◆ About this exercise
Where a line of the data holds the word "MeshRenderer", copy that line.

(Saved entries)
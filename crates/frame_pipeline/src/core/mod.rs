//! # Core Module
//!
//! Shared configuration types used by the frame queue and applications
//! driving it.

pub mod config;

pub use crate::foundation;

// Re-export commonly used config types
pub use config::{
    ApplicationConfig,
    EngineConfig,
    FrameQueueConfig,
    Config,
    ConfigError,
};
//! Headless frame pipeline demo
//!
//! Builds a two-pass render graph (an object pass drawing a small batch of
//! cubes and a full-screen post pass), runs it for a few frames on the
//! recording backend and logs what was submitted.
//!
//! Usage: `frame_demo [config.toml|config.ron] [frames]`

use std::path::Path;
use std::sync::Arc;

use frame_pipeline::core::config::{ApplicationConfig, Config, ConfigError};
use frame_pipeline::foundation::{logging, math::{Mat4, Vec3}};
use frame_pipeline::render::backend::{
    ClearFlags, CpuDescriptorHandle, GpuDescriptorHandle, PipelineStateId, ResourceId, ResourceState,
    RootSignatureId, ScissorRect, Viewport,
};
use frame_pipeline::render::backends::recording::{RecordedCommand, RecordingDevice};
use frame_pipeline::render::binding::{
    ConstantBufferDefinition, ConstantField, DescriptorAttribute, DescriptorCollection, DescriptorIndex,
    DescriptorKind, DescriptorList, DescriptorRange, DescriptorSource, DescriptorSubrange, EngineData, Persistency,
    UpdateFrequency,
};
use frame_pipeline::render::graph::{
    AttachmentBinding, DescriptorArray, DrawCall, FlattenedObjects, GraphicsSubpass, LoadOp, MeshRenderer,
    OrderedRenderQueue, RenderGraphResources, RenderPass, RenderPipeline, RenderQueueContent, RenderSolution,
    ViewTransition,
};
use frame_pipeline::render::material::{MaterialQueue, MaterialSubpassData};
use frame_pipeline::render::shader::{RenderSubpassId, Shader, ShaderQueue, ShaderQueueId, ShaderSubpassData};
use frame_pipeline::render::{
    Camera, FrameQueue, Material, Mesh, RenderError, SubMesh, SwapChainState,
};

const WIDTH: u32 = 1280;
const HEIGHT: u32 = 720;
const BACK_BUFFERS: u32 = 3;
const DEFAULT_FRAMES: u32 = 6;

/// RTV of the HDR scene target, after the linear and sRGB back buffer views
const HDR_RTV: u32 = BACK_BUFFERS * 2;
/// Framebuffer of the HDR scene target, after the back buffers
const HDR_TARGET: u32 = BACK_BUFFERS;
/// Framebuffer of the history target read by later frames
const HISTORY_TARGET: u32 = BACK_BUFFERS + 1;

#[derive(Debug, thiserror::Error)]
enum DemoError {
    #[error("configuration: {0}")]
    Config(#[from] ConfigError),
    #[error("rendering: {0}")]
    Render(#[from] RenderError),
    #[error("invalid frame count '{0}'")]
    FrameCount(String),
}

const OBJECT_SUBPASS: RenderSubpassId = RenderSubpassId {
    solution: 0,
    pipeline: 0,
    pass: 0,
    subpass: 0,
};

const POST_SUBPASS: RenderSubpassId = RenderSubpassId {
    solution: 0,
    pipeline: 0,
    pass: 1,
    subpass: 0,
};

fn engine_table(slot: u32, kinds: &[DescriptorKind]) -> DescriptorList {
    DescriptorList {
        slot,
        capacity: kinds.len() as u32,
        gpu_offset: GpuDescriptorHandle::default(),
        ranges: vec![DescriptorRange {
            subranges: vec![DescriptorSubrange {
                source: DescriptorSource::Engine,
                descriptors: kinds
                    .iter()
                    .enumerate()
                    .map(|(i, kind)| DescriptorAttribute::new(format!("engine{i}"), *kind))
                    .collect(),
            }],
        }],
    }
}

fn material(
    name: &str,
    subpass: RenderSubpassId,
    pso: u64,
    collections: Vec<DescriptorCollection>,
    constant_buffers: Vec<ConstantBufferDefinition>,
) -> Arc<Material> {
    let queue_id = ShaderQueueId {
        solution: 0,
        pipeline: 0,
        queue: subpass.pass,
    };
    let data = ShaderSubpassData {
        vertex_layout_index: vec![0],
        states: vec![PipelineStateId(pso)],
        constant_buffers,
        ..ShaderSubpassData::default()
    };
    let shader = Shader::new(name).with_queue(subpass, queue_id, ShaderQueue::single("default", vec![data]));

    Arc::new(Material::new(name, Arc::new(shader)).with_queue(
        queue_id,
        MaterialQueue::single("default", vec![MaterialSubpassData::new(collections)]),
    ))
}

/// Object pass: camera constants per pass, object constants per draw
fn object_pass() -> RenderPass {
    let per_pass = DescriptorIndex::table(UpdateFrequency::PerPass, Persistency::Dynamic);
    let per_draw = DescriptorIndex::table(UpdateFrequency::PerDraw, Persistency::Dynamic);

    let lit = material(
        "lit",
        OBJECT_SUBPASS,
        1,
        vec![DescriptorCollection::new(
            per_draw,
            vec![engine_table(1, &[DescriptorKind::ConstantBuffer, DescriptorKind::LinearSampler])],
        )],
        vec![ConstantBufferDefinition::from_fields(
            per_draw,
            vec![ConstantField::engine(EngineData::WorldView), ConstantField::engine(EngineData::WorldInvT)],
        )],
    );

    let cube = Arc::new(Mesh::new("cube", 0, vec![SubMesh::new(36, 0)]));
    let mut batch = FlattenedObjects::default();
    for i in 0..4 {
        let offset = i as f32 * 2.5 - 3.75;
        batch.push(
            MeshRenderer {
                mesh: Arc::clone(&cube),
                materials: vec![Arc::clone(&lit)],
            },
            Mat4::new_translation(&Vec3::new(offset, 0.0, 0.0)),
        );
    }
    let mut content = RenderQueueContent::default();
    content.push_batch(batch);

    RenderPass {
        name: "objects".to_string(),
        viewports: vec![Viewport::new(WIDTH as f32, HEIGHT as f32)],
        scissor_rects: vec![ScissorRect {
            left: 0,
            top: 0,
            right: WIDTH as i32,
            bottom: HEIGHT as i32,
        }],
        subpasses: vec![GraphicsSubpass {
            output_attachments: vec![AttachmentBinding::cleared(
                HDR_RTV,
                LoadOp::ClearColor([0.02, 0.02, 0.05, 1.0]),
            )],
            depth_stencil_attachment: Some(AttachmentBinding::cleared(
                0,
                LoadOp::ClearDepthStencil {
                    flags: ClearFlags::DEPTH | ClearFlags::STENCIL,
                    depth: 1.0,
                    stencil: 0,
                },
            )),
            ordered_render_queue: vec![OrderedRenderQueue {
                contents: vec![Arc::new(content)],
            }],
            post_view_transitions: vec![ViewTransition {
                framebuffer: HDR_TARGET,
                source: ResourceState::RenderTarget,
                target: ResourceState::PixelShaderResource,
            }],
            root_signature: RootSignatureId(1),
            descriptors: vec![DescriptorCollection::new(
                per_pass,
                vec![engine_table(0, &[DescriptorKind::ConstantBuffer])],
            )],
            constant_buffers: vec![ConstantBufferDefinition::from_fields(
                per_pass,
                vec![ConstantField::engine(EngineData::View), ConstantField::engine(EngineData::Proj)],
            )],
        }],
    }
}

/// Post pass: one full-screen triangle into the back buffer
fn post_pass() -> RenderPass {
    let tonemap = material("tonemap", POST_SUBPASS, 2, Vec::new(), Vec::new());
    let mut content = RenderQueueContent::default();
    content.push_draw_call(DrawCall::full_screen_triangle(tonemap));

    RenderPass {
        name: "post".to_string(),
        subpasses: vec![GraphicsSubpass {
            output_attachments: vec![AttachmentBinding::load(0)],
            ordered_render_queue: vec![OrderedRenderQueue {
                contents: vec![Arc::new(content)],
            }],
            post_view_transitions: vec![
                ViewTransition {
                    framebuffer: 0,
                    source: ResourceState::RenderTarget,
                    target: ResourceState::Present,
                },
                ViewTransition {
                    framebuffer: HDR_TARGET,
                    source: ResourceState::PixelShaderResource,
                    target: ResourceState::RenderTarget,
                },
            ],
            root_signature: RootSignatureId(2),
            ..GraphicsSubpass::default()
        }],
        ..RenderPass::default()
    }
}

fn swap_chain() -> SwapChainState {
    let framebuffers = (0..=HISTORY_TARGET).map(|i| ResourceId(100 + u64::from(i))).collect();
    let resources = RenderGraphResources {
        framebuffers,
        rtvs: DescriptorArray {
            start: CpuDescriptorHandle(0x8000),
            increment: 32,
            count: BACK_BUFFERS * 2 + 1,
        },
        dsvs: DescriptorArray {
            start: CpuDescriptorHandle(0xc000),
            increment: 32,
            count: 1,
        },
        num_back_buffers: BACK_BUFFERS,
    };
    let solution = RenderSolution {
        name: "forward".to_string(),
        pipelines: vec![RenderPipeline {
            name: "forward+post".to_string(),
            passes: vec![object_pass(), post_pass()],
            rtv_initial_states: vec![
                ResourceState::Present,
                ResourceState::RenderTarget,
                ResourceState::PixelShaderResource,
            ],
        }],
        rtv_sources: vec![0, HDR_TARGET, HISTORY_TARGET],
    };
    SwapChainState::new(Arc::new(resources), Arc::new(solution))
}

fn load_config(path: Option<&str>) -> Result<ApplicationConfig, DemoError> {
    let config = match path {
        Some(path) => ApplicationConfig::load_from_file(Path::new(path))?,
        None => ApplicationConfig::default(),
    };
    config.validate()?;
    Ok(config)
}

fn summarize(commands: &[RecordedCommand]) -> (usize, usize, usize) {
    let draws = commands.iter().filter(|command| command.is_draw()).count();
    let tables = commands
        .iter()
        .filter(|command| matches!(command, RecordedCommand::SetGraphicsRootDescriptorTable { .. }))
        .count();
    let barriers = commands
        .iter()
        .filter(|command| matches!(command, RecordedCommand::ResourceBarrier(_)))
        .count();
    (draws, tables, barriers)
}

fn run() -> Result<(), DemoError> {
    let mut args = std::env::args().skip(1);
    let config = load_config(args.next().as_deref())?;
    let frames = match args.next() {
        Some(count) => count.parse().map_err(|_| DemoError::FrameCount(count))?,
        None => DEFAULT_FRAMES,
    };

    logging::init_with_level(&config.engine.log_level);
    log::info!(
        "Running {} frames with {} frames in flight",
        frames,
        config.frame_queue.frame_queue_size
    );

    let device = RecordingDevice::new();
    let mut queue = FrameQueue::new(device.clone(), &config.frame_queue)?;
    let mut swap_chain = swap_chain();
    let mut camera = Camera::perspective(
        Vec3::new(0.0, 3.0, 10.0),
        45.0,
        WIDTH as f32 / HEIGHT as f32,
        0.1,
        100.0,
    );
    camera.look_at(Vec3::zeros());

    queue.init_pipeline(&swap_chain)?;
    log::info!("Pipeline initialized ({} submission)", device.submission_count());

    for frame in 0..frames {
        let angle = frame as f32 * 0.1;
        camera.set_position(Vec3::new(10.0 * angle.sin(), 3.0, 10.0 * angle.cos()));
        camera.look_at(Vec3::zeros());

        let token = queue.begin_frame(&swap_chain)?;
        queue.render_frame(token, &camera.data())?;
        queue.end_frame(token)?;

        let submissions = device.submissions();
        if let Some(submission) = submissions.last() {
            let (draws, tables, barriers) = summarize(&submission.commands);
            log::info!(
                "Frame {} [{}] back buffer {}: {} commands, {} draws, {} tables, {} barrier batches",
                token.fence_value(),
                submission.list_name,
                swap_chain.back_buffer_index,
                submission.commands.len(),
                draws,
                tables,
                barriers
            );
        }
        swap_chain.present();
    }

    queue.wait_idle()?;
    log::info!(
        "Done: {} submissions, {} constant buffer views written",
        device.submission_count(),
        device.constant_buffer_views().len()
    );
    Ok(())
}

fn main() {
    if let Err(e) = run() {
        log::error!("frame_demo failed: {}", e);
        eprintln!("frame_demo failed: {e}");
        std::process::exit(1);
    }
}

◆ Answer to this task
    AttachmentBinding, DescriptorArray, DrawCall, FlattenedObjects, GraphicsSubpass, LoadOp, MeshRenderer,
            MeshRenderer {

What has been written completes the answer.